Elle voulait punir Kirikou. Elle voulait que ses fétiches le traînent jusqu’à chez elle et le punir. Elle ne voulait plus jamais le voir, ni rien avoir à faire avec les villageois. Rien que penser à l’enfant lui soulevait le cœur. Il avait dit être son ami, et voilà comment il la récompensait, en la trompant puis en l’abandonnant ! L’amitié. C’était un poison de la pire espèce. Karaba se serait frappée d’avoir presque pu croire aux offres du chapeau, mais celles-ci n’étaient pas aussi désintéressées que Kirikou avait voulu le faire croire.
Il fallait que Karaba le détruise pour le punir de cette tromperie et des tourments intérieurs qu’il lui causait à présent. Mais alors, pourquoi restait-elle là dans sa case sans prendre aucune mesure de rétorsion ? Étrange. Depuis qu’elle avait commencé sa campagne de destruction du village honni, son cœur et son esprit n’avaient tremblé, jamais ils ne s’étaient détourné de son vœu de vengeance. Mais voilà qu’à présent elle semblait incapable d’agir et qu’elle se contentait de regarder les murs de sa case avec abattement.
Le quatrième jour, le fétiche l’informa que l’enfant Kirikou venait de quitter le village, seul. Karaba hocha la tête, étrangement satisfaite d’apprendre qu’il revenait la voir. Elle aimait qu’on la laisse seule, mais pas qu’on l’ignore.
-Dis-moi quand il approche, ordonna-t-elle au fétiche. Peut-être consentirais-je à le voir aujourd’hui, s’il se montre suffisamment contrit.
-Oh, puissante maîtresse, cria le fétiche en réponse d’une voix presque tremblante. L’enfant Kirikou ne vient pas vers toi. Il va vers la source maudite.
Karaba renifla avec amusement.
-On dirait que ce petit garçon en a assez de faire des allez-retours pour sa mère. Il va vite découvrir qu’il n’y a aucun espoir que la source reprenne vie un jour. Voilà qui devrait lui donner une bonne leçon d’humilité dont cet enfant à fort besoin.Continue de le surveiller et préviens-moi quand il rentre au village.
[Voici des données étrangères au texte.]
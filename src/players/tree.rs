/// the learning seat. it walks a borrowed game tree as the hand
/// unfolds, descending through the tag sets that describe what it
/// sees, and acts out the child with the highest confidence. when the
/// walk falls off the tree, or when the trainer asks for it, the seat
/// switches to exploring and plays uniformly random legal moves so
/// the tree grows new branches.
pub struct TreePlayer<'a> {
    seat: Seat,
    node: &'a GameTree,
    exploring: bool,
    new_stage: bool,
    old_stage: Stage,
    old_board: Hand,
}

impl<'a> TreePlayer<'a> {
    pub fn new(stack: Chips, tree: &'a GameTree, exploring: bool) -> Self {
        Self {
            seat: Seat::new(stack),
            node: tree,
            exploring,
            new_stage: false,
            old_stage: Stage::NotDealt,
            old_board: Hand::empty(),
        }
    }

    /// descend into the child keyed by `tags`, or start exploring if
    /// the situation has never been seen before
    fn descend(&mut self, tags: &Tags) {
        match self.node.child(tags) {
            Some(child) => self.node = child,
            None => {
                log::debug!("unfamiliar situation {}", tags);
                self.exploring = true;
            }
        }
    }

    /// descend if the child exists; our own move may land on a branch
    /// the tree has not grown yet, which is fine
    fn follow(&mut self, tags: &Tags) {
        if let Some(child) = self.node.child(tags) {
            self.node = child;
        }
    }

    /// act out the most confident child under the cursor. ties keep
    /// the first child in key order.
    fn consult(&mut self, game: &Game) -> Option<Action> {
        let best = self
            .node
            .children()
            .filter_map(|(tags, child)| child.confidence().map(|c| (tags, c)))
            .fold(None::<(&Tags, Probability)>, |best, (tags, c)| match best {
                Some((_, held)) if held >= c => best,
                _ => Some((tags, c)),
            })
            .map(|(tags, _)| tags.clone());
        let Some(tags) = best else {
            self.exploring = true;
            return None;
        };
        let Some(tag) = tags.move_tag() else {
            self.exploring = true;
            return None;
        };
        let action = match tag {
            Tag::Fold => self.fold(),
            Tag::Check => self.check(),
            Tag::Call => self.call(game),
            Tag::AllIn => self.shove(),
            Tag::Bet(volatility) => self.wager(game, volatility, false),
            Tag::Raise(volatility) => self.wager(game, volatility, true),
            _ => return None,
        };
        let own = classify(action, game, game.turn(), true);
        self.follow(&own);
        Some(action)
    }

    /// size a wager off the pool at the chosen volatility, strictly
    /// above the standing bet when raising and never beyond the stack
    fn wager(&mut self, game: &Game, volatility: Volatility, raising: bool) -> Action {
        let all = self.seat.stake + self.seat.stack;
        let floor = match raising {
            true => game.last_bet() + 1,
            false => game.last_bet(),
        };
        let amount = (game.pool() * volatility.pot_multiple())
            .max(floor)
            .min(all);
        if amount == all {
            self.shove()
        } else if raising {
            self.raise_to(amount)
        } else {
            self.bet(amount)
        }
    }

    /// uniform over the legal moves in this spot
    fn explore(&mut self, game: &Game) -> Action {
        let ref mut rng = rand::rng();
        loop {
            let code = rng.random_range(0..6);
            match code {
                1 | 3 if game.last_bet() > 0 => continue,
                2 | 4 if game.last_bet() == 0 => continue,
                4 if self.seat.raised => continue,
                0 => return self.fold(),
                1 => return self.check(),
                2 => return self.call(game),
                3 => return self.wager(game, Volatility::random(), false),
                4 => return self.wager(game, Volatility::random(), true),
                _ => return self.shove(),
            }
        }
    }
}

impl<'a> Player for TreePlayer<'a> {
    fn make_move(&mut self, game: &Game) -> Action {
        if game.stage() != self.old_stage {
            self.new_stage = true;
            self.old_stage = game.stage();
        }
        if !self.exploring {
            let turn = game.turn();
            let prev = match game.log(1 - turn).last() {
                Some(action) => *action,
                None => Action::Fold,
            };
            // a passive opponent move happened against the board they
            // actually saw, which may predate the latest street
            if matches!(prev, Action::Check | Action::Call(_)) {
                let view = game.clone().with_turn(1 - turn).with_board(self.old_board);
                let view = match self.old_board.size() {
                    0 => view.with_stage(Stage::PreFlop),
                    _ => view,
                };
                let tags = classify(prev, &view, turn, true);
                self.descend(&tags);
            }
            if self.new_stage {
                let tags = classify(Action::Check, game, turn, false);
                self.descend(&tags);
                self.new_stage = false;
            }
            if matches!(prev, Action::Bet(_) | Action::Raise(_) | Action::Shove(_)) {
                let view = game.clone().with_turn(1 - turn);
                let tags = classify(prev, &view, turn, true);
                self.descend(&tags);
            }
            self.old_board = game.board();
            if !self.exploring {
                if let Some(action) = self.consult(game) {
                    return action;
                }
            }
        }
        self.explore(game)
    }
    fn seat(&self) -> &Seat {
        &self.seat
    }
    fn seat_mut(&mut self) -> &mut Seat {
        &mut self.seat
    }
}

use super::player::Player;
use crate::cards::hand::Hand;
use crate::gameplay::action::Action;
use crate::gameplay::game::Game;
use crate::gameplay::seat::Seat;
use crate::gameplay::stage::Stage;
use crate::tree::classifier::classify;
use crate::tree::tag::{Tag, Volatility};
use crate::tree::tags::Tags;
use crate::tree::tree::GameTree;
use crate::{Chips, Probability};
use rand::Rng;

#[cfg(test)]
mod tests {
    use super::*;
    use crate::STACK;

    #[test]
    fn exploit_walks_the_tree() {
        // preflop with a premium hole: the walk goes root -> strong
        // hole -> most confident child, which says to check
        let mut tree = GameTree::root();
        tree.absorb("{};0.5;1;2${Strong Hole};0.5;1;2${Check};1;1;1")
            .unwrap();
        tree.absorb("{};0.5;1;2${Strong Hole};0.5;1;2${Fold};0;0;1")
            .unwrap();
        let game = Game::new()
            .with_hole(0, Hand::from("As Ah"))
            .with_stage(Stage::PreFlop);
        let mut player = TreePlayer::new(STACK, &tree, false);
        assert_eq!(player.make_move(&game), Action::Check);
        assert!(!player.exploring);
    }

    #[test]
    fn unfamiliar_situations_flip_to_exploring() {
        let tree = GameTree::root();
        let game = Game::new()
            .with_hole(0, Hand::from("As Ah"))
            .with_stage(Stage::PreFlop);
        let mut player = TreePlayer::new(STACK, &tree, false);
        player.make_move(&game);
        assert!(player.exploring);
    }

    #[test]
    fn exploring_moves_are_always_legal() {
        let tree = GameTree::root();
        for _ in 0..50 {
            let game = Game::new()
                .with_hole(0, Hand::from("As Ah"))
                .with_stage(Stage::PreFlop)
                .with_pool(300)
                .with_last_bet(100);
            let mut player = TreePlayer::new(STACK, &tree, true);
            match player.make_move(&game) {
                Action::Check | Action::Bet(_) => panic!("illegal facing a bet"),
                _ => {}
            }
        }
    }

    #[test]
    fn exploring_checks_or_bets_behind() {
        let tree = GameTree::root();
        for _ in 0..50 {
            let game = Game::new()
                .with_hole(0, Hand::from("As Ah"))
                .with_stage(Stage::Flop)
                .with_board(Hand::from("Kc 7d 2s"))
                .with_pool(200);
            let mut player = TreePlayer::new(STACK, &tree, true);
            match player.make_move(&game) {
                Action::Call(_) | Action::Raise(_) => panic!("illegal with no bet to face"),
                _ => {}
            }
        }
    }

    #[test]
    fn wagers_scale_with_volatility() {
        let tree = GameTree::root();
        let game = Game::new().with_pool(100);
        let mut player = TreePlayer::new(STACK, &tree, false);
        assert_eq!(
            player.wager(&game, Volatility::Conservative, false),
            Action::Bet(100)
        );
        let mut player = TreePlayer::new(STACK, &tree, false);
        assert_eq!(
            player.wager(&game, Volatility::VeryAggressive, false),
            Action::Bet(800)
        );
    }

    #[test]
    fn raises_always_exceed_the_standing_bet() {
        // a conservative pot multiple under the outstanding bet must
        // not produce a zero-chip raise
        let tree = GameTree::root();
        let game = Game::new().with_pool(100).with_last_bet(100);
        let mut player = TreePlayer::new(STACK, &tree, false);
        assert_eq!(
            player.wager(&game, Volatility::Conservative, true),
            Action::Raise(101)
        );
    }

    #[test]
    fn oversized_wagers_become_shoves() {
        let tree = GameTree::root();
        let game = Game::new().with_pool(100);
        let mut player = TreePlayer::new(50, &tree, false);
        assert_eq!(
            player.wager(&game, Volatility::Conservative, false),
            Action::Shove(50)
        );
    }
}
-Il ne rentre pas au village, répondit le fétiche après un court silence. Il entre dans la source maudite.
-Quoi ?
Le cœur de Karaba fit trois tours dans sa poitrine. C’était impossible. Kirikou n’avait pas pu concevoir un plan aussi stupide. Karaba savait ce qui se cachait à l’intérieur de la source. Ce n’était pas elle la responsable, mais savoir la source bouchée et les villageois condamnés à souffrir de la soif lui mettait toujours du baume au cœur quand la douleur l’empêchait de dormir, tout comme le fait de connaître un secret ignoré des villageois, car tout ce qui lui donnait du pouvoir sur eux lui plaisait. Mais maintenant…
Quand Kirikou sortit de la source, Karaba poussa un soupir de soulagement et s’en voulut aussitôt. Elle n’était pas censé ressentir quelque chose pour cet enfant sorti du ventre d’une villageoise insipide, complice de ceux qui lui avaient fait tant de mal, pire, pour un enfant qui s’était amusé à la tromper dès le jour de sa naissance. Et à présent, voilà qu’elle s’inquiétait comme si l’enfant méritait qu’on se préoccupe de lui. Mais maintenant qu’elle s’en rendait compte, Karaba allait réprimer ces sentiments. Kirikou était son ennemi, parce qu’il était du village. Rien ne changerait jamais rien à cette situation.
Sa résolution tint jusqu’à ce que le fétiche lui apprenne que Kirikou était à nouveau rentré dans la source, armé d’un tison brûlant. Karaba se tordit les mains, remplie d’appréhension tout au long de l’avancée de Kirikou à l’intérieur de la roche. Elle regrettait que le fétiche ne puisse voir à l’intérieur et l’avertir du moment fatal où Kirikou périrait, noyé. Elle regrettait de ne pouvoir rien y faire et priait pour qu’il renonce, malgré sa fraîche résolution.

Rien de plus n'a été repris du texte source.